→ **Work instructions**:
Look through the data for the string "restarted". Copy every line where it is found.

→ **Exercise inputs**:
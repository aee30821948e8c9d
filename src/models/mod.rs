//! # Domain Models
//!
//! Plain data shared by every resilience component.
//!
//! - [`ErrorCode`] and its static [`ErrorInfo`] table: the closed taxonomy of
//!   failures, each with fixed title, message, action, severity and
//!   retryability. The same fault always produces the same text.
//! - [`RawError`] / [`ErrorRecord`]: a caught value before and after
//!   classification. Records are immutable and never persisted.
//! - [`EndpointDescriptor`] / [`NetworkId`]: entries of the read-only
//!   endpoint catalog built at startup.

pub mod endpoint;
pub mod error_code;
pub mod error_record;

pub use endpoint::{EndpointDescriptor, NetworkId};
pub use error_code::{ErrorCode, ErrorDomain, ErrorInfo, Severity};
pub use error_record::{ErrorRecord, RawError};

...

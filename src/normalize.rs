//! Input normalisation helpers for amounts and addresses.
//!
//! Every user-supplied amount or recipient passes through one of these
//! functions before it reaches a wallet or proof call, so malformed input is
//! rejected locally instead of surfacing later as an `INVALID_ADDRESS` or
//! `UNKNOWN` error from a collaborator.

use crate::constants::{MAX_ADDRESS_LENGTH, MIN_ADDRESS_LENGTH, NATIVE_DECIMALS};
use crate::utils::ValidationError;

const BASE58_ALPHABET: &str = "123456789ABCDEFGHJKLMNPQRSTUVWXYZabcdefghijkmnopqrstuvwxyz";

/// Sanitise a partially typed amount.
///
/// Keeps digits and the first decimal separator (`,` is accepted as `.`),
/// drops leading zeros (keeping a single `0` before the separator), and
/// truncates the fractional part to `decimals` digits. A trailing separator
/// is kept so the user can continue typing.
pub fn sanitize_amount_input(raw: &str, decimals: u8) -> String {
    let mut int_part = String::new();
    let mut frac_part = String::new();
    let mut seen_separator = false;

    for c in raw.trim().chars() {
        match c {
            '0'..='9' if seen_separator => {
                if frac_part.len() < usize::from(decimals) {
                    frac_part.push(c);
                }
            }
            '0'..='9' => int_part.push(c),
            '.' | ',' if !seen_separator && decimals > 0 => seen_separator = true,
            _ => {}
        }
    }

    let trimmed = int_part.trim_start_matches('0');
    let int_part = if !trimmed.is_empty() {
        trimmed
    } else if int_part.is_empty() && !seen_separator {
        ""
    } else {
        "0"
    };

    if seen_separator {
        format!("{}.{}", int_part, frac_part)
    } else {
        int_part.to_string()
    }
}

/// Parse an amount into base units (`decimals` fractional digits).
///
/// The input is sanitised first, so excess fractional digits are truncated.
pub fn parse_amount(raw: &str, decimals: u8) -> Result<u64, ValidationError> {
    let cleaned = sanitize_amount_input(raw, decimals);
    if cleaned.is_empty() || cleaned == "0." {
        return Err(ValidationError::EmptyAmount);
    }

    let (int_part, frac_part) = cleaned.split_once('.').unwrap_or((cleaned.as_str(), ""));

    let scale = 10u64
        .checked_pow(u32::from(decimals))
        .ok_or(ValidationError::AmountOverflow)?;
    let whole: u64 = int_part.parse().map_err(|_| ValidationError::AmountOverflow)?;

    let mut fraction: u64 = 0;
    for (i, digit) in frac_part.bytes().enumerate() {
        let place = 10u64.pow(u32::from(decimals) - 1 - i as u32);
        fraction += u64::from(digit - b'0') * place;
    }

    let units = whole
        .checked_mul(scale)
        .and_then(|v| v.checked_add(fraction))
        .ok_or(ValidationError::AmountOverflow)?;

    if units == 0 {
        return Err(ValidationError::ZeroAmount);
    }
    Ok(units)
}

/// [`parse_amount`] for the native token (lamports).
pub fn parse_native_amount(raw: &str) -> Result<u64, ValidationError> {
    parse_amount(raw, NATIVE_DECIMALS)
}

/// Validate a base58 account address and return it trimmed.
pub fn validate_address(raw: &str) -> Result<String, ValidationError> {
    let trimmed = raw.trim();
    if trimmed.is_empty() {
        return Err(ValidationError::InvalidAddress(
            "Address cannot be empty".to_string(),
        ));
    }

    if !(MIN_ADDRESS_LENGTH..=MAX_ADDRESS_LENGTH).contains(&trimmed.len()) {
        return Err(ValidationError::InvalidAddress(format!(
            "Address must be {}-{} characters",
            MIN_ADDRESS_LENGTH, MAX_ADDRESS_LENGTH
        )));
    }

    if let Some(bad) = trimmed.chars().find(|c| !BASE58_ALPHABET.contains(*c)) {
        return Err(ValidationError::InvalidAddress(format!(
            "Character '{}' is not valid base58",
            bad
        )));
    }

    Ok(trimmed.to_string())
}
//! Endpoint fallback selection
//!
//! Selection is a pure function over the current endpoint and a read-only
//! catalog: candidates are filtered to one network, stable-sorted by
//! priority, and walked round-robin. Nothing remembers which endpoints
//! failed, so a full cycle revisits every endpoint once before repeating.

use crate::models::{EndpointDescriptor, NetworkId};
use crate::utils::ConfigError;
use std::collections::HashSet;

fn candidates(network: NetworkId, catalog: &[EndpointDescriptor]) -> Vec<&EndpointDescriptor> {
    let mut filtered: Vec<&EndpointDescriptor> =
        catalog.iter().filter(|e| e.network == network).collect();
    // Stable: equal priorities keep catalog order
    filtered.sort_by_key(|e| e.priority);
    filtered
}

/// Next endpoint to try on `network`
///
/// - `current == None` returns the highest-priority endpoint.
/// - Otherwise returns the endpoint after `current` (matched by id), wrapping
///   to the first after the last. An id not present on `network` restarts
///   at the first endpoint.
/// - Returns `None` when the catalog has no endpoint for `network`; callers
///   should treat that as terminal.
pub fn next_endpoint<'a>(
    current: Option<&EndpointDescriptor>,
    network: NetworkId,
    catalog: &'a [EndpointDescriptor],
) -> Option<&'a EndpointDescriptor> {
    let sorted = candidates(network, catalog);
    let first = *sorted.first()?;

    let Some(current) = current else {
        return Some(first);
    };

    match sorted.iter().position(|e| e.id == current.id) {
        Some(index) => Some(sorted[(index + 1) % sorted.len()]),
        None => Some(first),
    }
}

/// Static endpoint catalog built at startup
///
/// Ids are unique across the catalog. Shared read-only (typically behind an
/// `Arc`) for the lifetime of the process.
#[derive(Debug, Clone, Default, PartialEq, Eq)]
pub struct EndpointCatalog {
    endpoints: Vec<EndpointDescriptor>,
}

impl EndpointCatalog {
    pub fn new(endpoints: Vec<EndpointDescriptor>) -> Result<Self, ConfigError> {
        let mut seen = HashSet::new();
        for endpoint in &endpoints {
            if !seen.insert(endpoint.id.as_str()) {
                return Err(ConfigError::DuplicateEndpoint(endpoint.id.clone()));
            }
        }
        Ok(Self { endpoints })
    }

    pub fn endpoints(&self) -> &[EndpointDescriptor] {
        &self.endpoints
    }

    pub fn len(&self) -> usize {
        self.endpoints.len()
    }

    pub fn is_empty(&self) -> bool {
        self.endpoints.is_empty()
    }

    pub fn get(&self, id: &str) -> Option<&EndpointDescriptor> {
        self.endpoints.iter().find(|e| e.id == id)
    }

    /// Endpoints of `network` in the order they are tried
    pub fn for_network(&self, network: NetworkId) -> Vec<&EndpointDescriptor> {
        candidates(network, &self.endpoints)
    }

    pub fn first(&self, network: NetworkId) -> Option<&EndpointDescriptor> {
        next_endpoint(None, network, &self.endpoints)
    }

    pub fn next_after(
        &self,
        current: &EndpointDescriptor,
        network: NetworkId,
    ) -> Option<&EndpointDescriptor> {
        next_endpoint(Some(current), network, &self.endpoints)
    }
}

--

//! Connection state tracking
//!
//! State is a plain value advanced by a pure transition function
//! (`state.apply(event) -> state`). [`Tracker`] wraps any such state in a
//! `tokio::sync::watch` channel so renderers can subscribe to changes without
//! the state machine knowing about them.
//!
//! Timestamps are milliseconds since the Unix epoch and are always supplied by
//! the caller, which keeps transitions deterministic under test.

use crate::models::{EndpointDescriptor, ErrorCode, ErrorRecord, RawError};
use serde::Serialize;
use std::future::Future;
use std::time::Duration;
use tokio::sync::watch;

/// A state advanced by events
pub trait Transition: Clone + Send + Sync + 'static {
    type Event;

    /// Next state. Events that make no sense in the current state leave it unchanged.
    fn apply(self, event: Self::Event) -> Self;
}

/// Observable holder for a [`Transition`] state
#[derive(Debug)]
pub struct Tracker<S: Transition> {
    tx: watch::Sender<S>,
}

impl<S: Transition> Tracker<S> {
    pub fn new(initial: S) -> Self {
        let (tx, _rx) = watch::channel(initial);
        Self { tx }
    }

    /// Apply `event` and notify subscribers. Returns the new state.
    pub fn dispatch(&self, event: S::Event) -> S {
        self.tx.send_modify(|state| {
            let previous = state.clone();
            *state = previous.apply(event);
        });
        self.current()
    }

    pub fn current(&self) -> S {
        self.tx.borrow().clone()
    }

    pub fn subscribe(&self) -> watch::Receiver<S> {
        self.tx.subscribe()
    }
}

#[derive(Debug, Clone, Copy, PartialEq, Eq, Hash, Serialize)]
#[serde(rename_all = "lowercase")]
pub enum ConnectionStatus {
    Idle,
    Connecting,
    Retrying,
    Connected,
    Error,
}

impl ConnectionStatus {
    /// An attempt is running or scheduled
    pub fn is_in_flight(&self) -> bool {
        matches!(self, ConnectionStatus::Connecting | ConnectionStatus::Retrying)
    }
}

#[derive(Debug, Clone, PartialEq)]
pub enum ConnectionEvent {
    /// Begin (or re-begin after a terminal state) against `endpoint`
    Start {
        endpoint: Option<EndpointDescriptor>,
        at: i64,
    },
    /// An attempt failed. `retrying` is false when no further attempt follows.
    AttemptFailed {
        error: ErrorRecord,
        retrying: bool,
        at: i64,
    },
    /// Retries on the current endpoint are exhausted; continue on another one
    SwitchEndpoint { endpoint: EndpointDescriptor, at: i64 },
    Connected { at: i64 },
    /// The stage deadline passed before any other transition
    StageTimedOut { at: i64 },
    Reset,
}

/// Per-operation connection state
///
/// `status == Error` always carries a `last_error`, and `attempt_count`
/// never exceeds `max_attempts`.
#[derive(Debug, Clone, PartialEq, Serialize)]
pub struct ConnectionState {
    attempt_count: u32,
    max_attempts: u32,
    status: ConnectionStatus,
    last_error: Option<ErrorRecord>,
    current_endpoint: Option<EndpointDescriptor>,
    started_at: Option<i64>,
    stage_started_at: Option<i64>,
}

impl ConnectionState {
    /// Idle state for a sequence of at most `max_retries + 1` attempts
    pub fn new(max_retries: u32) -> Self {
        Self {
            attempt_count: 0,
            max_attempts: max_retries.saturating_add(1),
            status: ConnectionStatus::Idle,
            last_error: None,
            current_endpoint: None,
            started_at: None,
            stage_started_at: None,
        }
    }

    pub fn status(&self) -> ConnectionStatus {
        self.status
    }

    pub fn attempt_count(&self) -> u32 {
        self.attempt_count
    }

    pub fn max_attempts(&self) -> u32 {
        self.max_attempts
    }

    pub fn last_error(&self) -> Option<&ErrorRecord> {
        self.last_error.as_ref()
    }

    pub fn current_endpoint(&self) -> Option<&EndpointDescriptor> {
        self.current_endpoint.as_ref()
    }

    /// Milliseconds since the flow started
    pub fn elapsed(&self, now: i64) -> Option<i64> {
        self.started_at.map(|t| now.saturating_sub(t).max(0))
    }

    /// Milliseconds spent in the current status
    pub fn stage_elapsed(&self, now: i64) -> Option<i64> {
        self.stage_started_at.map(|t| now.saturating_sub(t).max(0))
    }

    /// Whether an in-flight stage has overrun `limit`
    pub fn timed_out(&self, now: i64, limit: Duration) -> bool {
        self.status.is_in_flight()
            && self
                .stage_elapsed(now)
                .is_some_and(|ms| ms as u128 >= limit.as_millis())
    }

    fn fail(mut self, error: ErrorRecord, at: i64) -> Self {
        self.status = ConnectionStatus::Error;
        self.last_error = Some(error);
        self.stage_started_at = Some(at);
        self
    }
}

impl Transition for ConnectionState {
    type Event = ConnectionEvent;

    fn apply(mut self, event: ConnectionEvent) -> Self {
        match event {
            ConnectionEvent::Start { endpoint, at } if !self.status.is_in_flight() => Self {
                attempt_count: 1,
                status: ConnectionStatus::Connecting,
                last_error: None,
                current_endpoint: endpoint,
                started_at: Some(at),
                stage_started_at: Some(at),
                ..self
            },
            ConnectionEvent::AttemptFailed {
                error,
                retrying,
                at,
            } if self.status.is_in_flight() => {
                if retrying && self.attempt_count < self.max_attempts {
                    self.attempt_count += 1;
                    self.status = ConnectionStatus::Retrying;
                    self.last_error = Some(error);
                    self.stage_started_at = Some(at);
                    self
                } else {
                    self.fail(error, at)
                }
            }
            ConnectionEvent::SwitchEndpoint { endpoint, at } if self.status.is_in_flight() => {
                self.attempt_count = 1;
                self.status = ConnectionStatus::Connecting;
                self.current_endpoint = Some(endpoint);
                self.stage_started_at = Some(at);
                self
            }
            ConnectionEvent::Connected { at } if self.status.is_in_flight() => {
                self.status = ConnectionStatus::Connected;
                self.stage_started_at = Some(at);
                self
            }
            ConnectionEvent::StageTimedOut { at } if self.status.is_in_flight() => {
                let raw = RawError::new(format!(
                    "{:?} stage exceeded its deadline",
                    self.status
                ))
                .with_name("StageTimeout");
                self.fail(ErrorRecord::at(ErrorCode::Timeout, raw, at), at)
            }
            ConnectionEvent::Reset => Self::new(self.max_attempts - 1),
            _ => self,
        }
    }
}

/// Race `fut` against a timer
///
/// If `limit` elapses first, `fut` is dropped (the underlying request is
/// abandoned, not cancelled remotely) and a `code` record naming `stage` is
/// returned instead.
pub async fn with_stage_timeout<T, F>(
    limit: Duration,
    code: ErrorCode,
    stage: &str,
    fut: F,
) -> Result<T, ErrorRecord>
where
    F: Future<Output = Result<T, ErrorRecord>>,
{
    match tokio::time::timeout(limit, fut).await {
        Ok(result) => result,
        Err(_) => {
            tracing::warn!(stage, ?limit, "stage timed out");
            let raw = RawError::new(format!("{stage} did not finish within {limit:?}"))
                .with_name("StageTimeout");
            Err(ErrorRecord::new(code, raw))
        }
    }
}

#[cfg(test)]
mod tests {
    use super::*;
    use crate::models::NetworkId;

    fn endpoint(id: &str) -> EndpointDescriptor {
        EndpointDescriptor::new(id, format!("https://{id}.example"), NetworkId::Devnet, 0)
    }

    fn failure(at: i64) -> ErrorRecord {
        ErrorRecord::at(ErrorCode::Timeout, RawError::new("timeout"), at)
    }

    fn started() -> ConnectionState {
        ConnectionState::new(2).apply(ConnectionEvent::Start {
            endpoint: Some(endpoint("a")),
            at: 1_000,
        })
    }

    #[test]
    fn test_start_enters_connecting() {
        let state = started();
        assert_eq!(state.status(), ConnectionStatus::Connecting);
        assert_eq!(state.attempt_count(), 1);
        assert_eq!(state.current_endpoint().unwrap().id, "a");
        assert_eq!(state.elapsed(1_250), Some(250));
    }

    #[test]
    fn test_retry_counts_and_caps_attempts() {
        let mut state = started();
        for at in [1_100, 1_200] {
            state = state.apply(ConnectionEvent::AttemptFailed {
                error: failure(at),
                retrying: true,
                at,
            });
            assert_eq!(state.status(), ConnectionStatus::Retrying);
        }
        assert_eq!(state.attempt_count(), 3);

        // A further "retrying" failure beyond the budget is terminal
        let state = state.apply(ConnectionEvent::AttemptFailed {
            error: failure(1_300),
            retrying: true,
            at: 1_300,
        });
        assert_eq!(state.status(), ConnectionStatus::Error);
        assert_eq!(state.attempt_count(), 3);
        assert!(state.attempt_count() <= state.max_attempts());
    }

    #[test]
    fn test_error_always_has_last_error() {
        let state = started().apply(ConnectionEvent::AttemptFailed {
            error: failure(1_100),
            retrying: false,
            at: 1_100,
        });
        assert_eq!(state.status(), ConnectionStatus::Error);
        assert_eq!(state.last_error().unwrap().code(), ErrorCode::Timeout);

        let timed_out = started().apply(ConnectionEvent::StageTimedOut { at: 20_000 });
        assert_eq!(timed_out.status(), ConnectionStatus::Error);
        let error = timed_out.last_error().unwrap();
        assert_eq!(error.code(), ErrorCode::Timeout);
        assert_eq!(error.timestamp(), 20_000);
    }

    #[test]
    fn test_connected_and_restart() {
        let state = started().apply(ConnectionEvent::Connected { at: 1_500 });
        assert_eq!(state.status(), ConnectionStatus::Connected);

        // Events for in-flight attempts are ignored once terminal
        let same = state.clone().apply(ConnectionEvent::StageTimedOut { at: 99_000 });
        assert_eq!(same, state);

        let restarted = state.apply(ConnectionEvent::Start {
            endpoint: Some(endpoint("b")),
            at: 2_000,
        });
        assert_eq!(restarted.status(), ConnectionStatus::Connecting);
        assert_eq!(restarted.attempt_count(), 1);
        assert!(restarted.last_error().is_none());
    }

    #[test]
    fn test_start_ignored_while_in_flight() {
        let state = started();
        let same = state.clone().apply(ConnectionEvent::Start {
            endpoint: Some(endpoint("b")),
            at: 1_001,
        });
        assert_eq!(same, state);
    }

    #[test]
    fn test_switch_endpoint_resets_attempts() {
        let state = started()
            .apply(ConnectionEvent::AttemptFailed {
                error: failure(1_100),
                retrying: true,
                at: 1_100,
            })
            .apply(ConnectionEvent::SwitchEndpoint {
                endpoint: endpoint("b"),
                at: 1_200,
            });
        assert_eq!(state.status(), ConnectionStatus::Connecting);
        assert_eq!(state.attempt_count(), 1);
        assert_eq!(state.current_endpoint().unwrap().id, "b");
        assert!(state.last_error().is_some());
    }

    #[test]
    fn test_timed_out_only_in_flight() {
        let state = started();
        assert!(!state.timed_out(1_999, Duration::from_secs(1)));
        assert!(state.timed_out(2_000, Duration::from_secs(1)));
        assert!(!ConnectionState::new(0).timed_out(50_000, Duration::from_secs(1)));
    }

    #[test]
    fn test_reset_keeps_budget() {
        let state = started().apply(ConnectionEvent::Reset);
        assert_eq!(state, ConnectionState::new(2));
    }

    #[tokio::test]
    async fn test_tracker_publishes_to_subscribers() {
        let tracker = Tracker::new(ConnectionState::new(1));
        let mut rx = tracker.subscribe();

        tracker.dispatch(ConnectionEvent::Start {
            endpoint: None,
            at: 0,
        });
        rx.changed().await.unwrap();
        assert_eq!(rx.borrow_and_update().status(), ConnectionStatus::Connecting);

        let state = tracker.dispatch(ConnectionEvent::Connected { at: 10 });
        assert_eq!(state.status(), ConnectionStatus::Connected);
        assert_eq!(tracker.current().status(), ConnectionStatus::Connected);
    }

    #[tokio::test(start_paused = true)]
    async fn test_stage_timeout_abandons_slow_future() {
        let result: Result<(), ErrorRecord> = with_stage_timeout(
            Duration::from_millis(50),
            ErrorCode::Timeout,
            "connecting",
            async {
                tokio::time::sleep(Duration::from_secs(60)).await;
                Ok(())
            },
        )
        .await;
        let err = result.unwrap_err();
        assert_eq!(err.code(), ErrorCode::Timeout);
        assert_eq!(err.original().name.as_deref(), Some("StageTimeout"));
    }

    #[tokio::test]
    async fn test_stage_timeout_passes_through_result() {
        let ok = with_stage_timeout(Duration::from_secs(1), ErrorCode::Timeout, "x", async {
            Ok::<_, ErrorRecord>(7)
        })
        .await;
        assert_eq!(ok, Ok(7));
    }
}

→ **Reply to the exercise**:
        let restarted = state.apply(ConnectionEvent::Start {
        assert_eq!(restarted.status(), ConnectionStatus::Connecting);
        assert_eq!(restarted.attempt_count(), 1);
        assert!(restarted.last_error().is_none());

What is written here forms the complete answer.